WHAT NEEDS TO BE DONE
Search the entries below for the word "elapsed" and copy each line that has it.

PROVIDED DATA
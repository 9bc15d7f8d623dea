//! Time sources used to stamp entries and to evaluate sweeps.
//!
//! Every store reads "now" through a [`TimeSource`] instead of calling
//! `Instant::now()` directly, so eviction boundaries can be driven by a
//! [`ManualClock`] in tests without sleeping.
//!
//! # Example
//! ```
//! use viewcache::clock::{ManualClock, TimeSource};
//! use std::time::Duration;
//!
//! let clock = ManualClock::new();
//! let t0 = clock.now();
//! clock.advance(Duration::from_secs(90));
//! assert_eq!(clock.now() - t0, Duration::from_secs(90));
//! ```

use std::sync::atomic::{AtomicU64, Ordering};
use std::sync::Arc;
use std::time::{Duration, Instant};

/// A monotonic, non-decreasing source of "now".
///
/// Implementations are shared across threads and called while a shard lock
/// is held, so `now` must be cheap and must never block.
pub trait TimeSource: Send + Sync + 'static {
    fn now(&self) -> Instant;
}

impl<T: TimeSource + ?Sized> TimeSource for Arc<T> {
    #[inline]
    fn now(&self) -> Instant {
        (**self).now()
    }
}

// ---------------------------------------------------------------------------
// SystemClock
// ---------------------------------------------------------------------------

/// Reads the process monotonic clock.
#[derive(Clone, Copy, Debug, Default)]
pub struct SystemClock;

impl TimeSource for SystemClock {
    #[inline]
    fn now(&self) -> Instant {
        Instant::now()
    }
}

// ---------------------------------------------------------------------------
// ManualClock
// ---------------------------------------------------------------------------

/// A clock that only moves when told to.
///
/// Time is kept as an offset in nanoseconds from a fixed origin captured at
/// construction.  The offset only ever grows: [`set`](ManualClock::set) to an
/// earlier offset is ignored, preserving monotonicity for concurrent readers.
#[derive(Debug)]
pub struct ManualClock {
    origin: Instant,
    offset_nanos: AtomicU64,
}

impl ManualClock {
    pub fn new() -> Self {
        ManualClock {
            origin: Instant::now(),
            offset_nanos: AtomicU64::new(0),
        }
    }

    /// Moves the clock forward by `d`.
    pub fn advance(&self, d: Duration) {
        self.offset_nanos
            .fetch_add(duration_to_nanos(d), Ordering::AcqRel);
    }

    /// Moves the clock to `elapsed` past the origin.  No-op if the clock is
    /// already at or beyond that point.
    pub fn set(&self, elapsed: Duration) {
        self.offset_nanos
            .fetch_max(duration_to_nanos(elapsed), Ordering::AcqRel);
    }

    /// Time elapsed since the origin.
    pub fn elapsed(&self) -> Duration {
        Duration::from_nanos(self.offset_nanos.load(Ordering::Acquire))
    }

    /// The instant `elapsed` past the origin, independent of the current
    /// reading.  Handy for building sweep boundaries such as "t = 31min".
    pub fn at(&self, elapsed: Duration) -> Instant {
        self.origin + elapsed
    }
}

impl Default for ManualClock {
    fn default() -> Self {
        Self::new()
    }
}

impl TimeSource for ManualClock {
    #[inline]
    fn now(&self) -> Instant {
        self.at(self.elapsed())
    }
}

/// `true` when `stamp` is more than `window` older than `now`.
///
/// A stamp later than `now` has age zero and is never expired.
#[inline]
pub(crate) fn is_expired(stamp: Instant, window: Duration, now: Instant) -> bool {
    now.saturating_duration_since(stamp) > window
}

#[inline]
fn duration_to_nanos(d: Duration) -> u64 {
    saturating_u64(d.as_nanos())
}

/// Narrows a `Duration::as_*` reading to `u64`, clamping at `u64::MAX`.
#[inline]
pub(crate) fn saturating_u64(v: u128) -> u64 {
    u64::try_from(v).unwrap_or(u64::MAX)
}
use std::collections::hash_map::Entry;
use std::hash::Hash;
use ahash::{AHashMap, RandomState};
use parking_lot::RwLock;

// ---------------------------------------------------------------------------
// Shard
// ---------------------------------------------------------------------------

/// Cache-line padding to prevent false sharing between shards.
#[repr(align(64))]
pub(crate) struct Shard<K, V> {
    pub(crate) map: RwLock<AHashMap<K, V>>,
}

// ---------------------------------------------------------------------------
// ShardedStore
// ---------------------------------------------------------------------------

/// A thread-safe map backed by `N` independently-locked shards.
///
/// Reads use a shared lock, writes use an exclusive lock, both per-shard.
/// Whole-store passes ([`retain`](ShardedStore::retain)) lock one shard at a
/// time, so a sweep never stalls writers to other shards.
pub struct ShardedStore<K, V> {
    shards: Box<[Shard<K, V>]>,
    /// Always `shards.len() - 1`; shards.len() is a power of two.
    shard_mask: usize,
    /// Hasher used only to compute shard indices.
    build_hasher: RandomState,
}

impl<K: Hash + Eq, V> ShardedStore<K, V> {
    pub fn new(num_shards: usize) -> Self {
        assert!(num_shards.is_power_of_two());
        let shards = (0..num_shards)
            .map(|_| Shard {
                map: RwLock::new(AHashMap::new()),
            })
            .collect::<Vec<_>>()
            .into_boxed_slice();

        ShardedStore {
            shards,
            shard_mask: num_shards - 1,
            build_hasher: RandomState::new(),
        }
    }

    #[inline]
    fn shard_index(&self, key: &K) -> usize {
        let h = self.build_hasher.hash_one(key);
        // Use the high bits (better avalanche from ahash).
        ((h >> 32) as usize) & self.shard_mask
    }

    #[inline]
    fn shard_for(&self, key: &K) -> &Shard<K, V> {
        &self.shards[self.shard_index(key)]
    }

    // -----------------------------------------------------------------------
    // Core operations
    // -----------------------------------------------------------------------

    /// Runs `f` against the value for `key` under the shard's read lock.
    pub fn read<R>(&self, key: &K, f: impl FnOnce(Option<&V>) -> R) -> R {
        f(self.shard_for(key).map.read().get(key))
    }

    /// Runs `f` against the map entry for `key` under the shard's write lock.
    ///
    /// Everything `f` does is atomic with respect to every other operation on
    /// the same key, including an in-flight [`retain`](ShardedStore::retain).
    pub fn update<R>(&self, key: K, f: impl FnOnce(Entry<'_, K, V>) -> R) -> R {
        let mut map = self.shard_for(&key).map.write();
        f(map.entry(key))
    }

    /// Removes the entry for `key`.  Returns the removed value, if any.
    pub fn remove(&self, key: &K) -> Option<V> {
        self.shard_for(key).map.write().remove(key)
    }

    /// Removes the entry for `key` only if `pred` holds for the value that is
    /// present at the moment the write lock is held.
    pub fn remove_if(&self, key: &K, pred: impl FnOnce(&V) -> bool) -> Option<V> {
        let mut map = self.shard_for(key).map.write();
        if map.get(key).is_some_and(pred) {
            map.remove(key)
        } else {
            None
        }
    }

    /// Returns `true` if the key is present.
    pub fn contains(&self, key: &K) -> bool {
        self.shard_for(key).map.read().contains_key(key)
    }

    /// Keeps only the entries for which `f` returns `true`.
    ///
    /// Each shard is filtered under its own write lock, so `f` always sees the
    /// live value it is deciding about, never a copy taken earlier.
    pub fn retain(&self, mut f: impl FnMut(&K, &mut V) -> bool) {
        for shard in self.shards.iter() {
            shard.map.write().retain(|k, v| f(k, v));
        }
    }

    /// Maps every entry through `f`, one shard read lock at a time.
    ///
    /// The result is a point-in-time view per shard, not across shards.
    pub fn collect<T>(&self, mut f: impl FnMut(&K, &V) -> T) -> Vec<T> {
        let mut out = Vec::new();
        for shard in self.shards.iter() {
            out.extend(shard.map.read().iter().map(|(k, v)| f(k, v)));
        }
        out
    }

    /// Returns the total number of entries across all shards.
    pub fn len(&self) -> usize {
        self.shards.iter().map(|s| s.map.read().len()).sum()
    }

    pub fn is_empty(&self) -> bool {
        self.shards.iter().all(|s| s.map.read().is_empty())
    }

    /// Drains every shard, handing each removed pair to `f` after that
    /// shard's lock has been released.
    pub fn drain(&self, mut f: impl FnMut(K, V)) {
        for shard in self.shards.iter() {
            let drained: Vec<(K, V)> = shard.map.write().drain().collect();
            for (k, v) in drained {
                f(k, v);
            }
        }
    }
}
use thiserror::Error;

/// Errors raised while loading a [`CacheConfig`](crate::config::CacheConfig).
///
/// Store operations themselves never fail; configuration is the only
/// fallible surface of the crate.
#[derive(Error, Debug, Clone, PartialEq, Eq)]
pub enum ConfigError {
    #[error("{var}: invalid duration {value:?} (expected e.g. 500ms, 30s, 5m, 1h)")]
    InvalidDuration { var: String, value: String },
    #[error("{var}: invalid number {value:?}")]
    InvalidNumber { var: String, value: String },
    #[error("{var}: shard count must be a non-zero power of two, got {value}")]
    InvalidShardCount { var: String, value: usize },
    #[error("{var}: interval must be greater than zero")]
    ZeroInterval { var: String },
}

EXPECTED ANSWER
    /// Moves the clock to `elapsed` past the origin.  No-op if the clock is
    pub fn set(&self, elapsed: Duration) {
            .fetch_max(duration_to_nanos(elapsed), Ordering::AcqRel);
    /// Time elapsed since the origin.
    pub fn elapsed(&self) -> Duration {
    /// The instant `elapsed` past the origin, independent of the current
    pub fn at(&self, elapsed: Duration) -> Instant {
        self.origin + elapsed
        self.at(self.elapsed())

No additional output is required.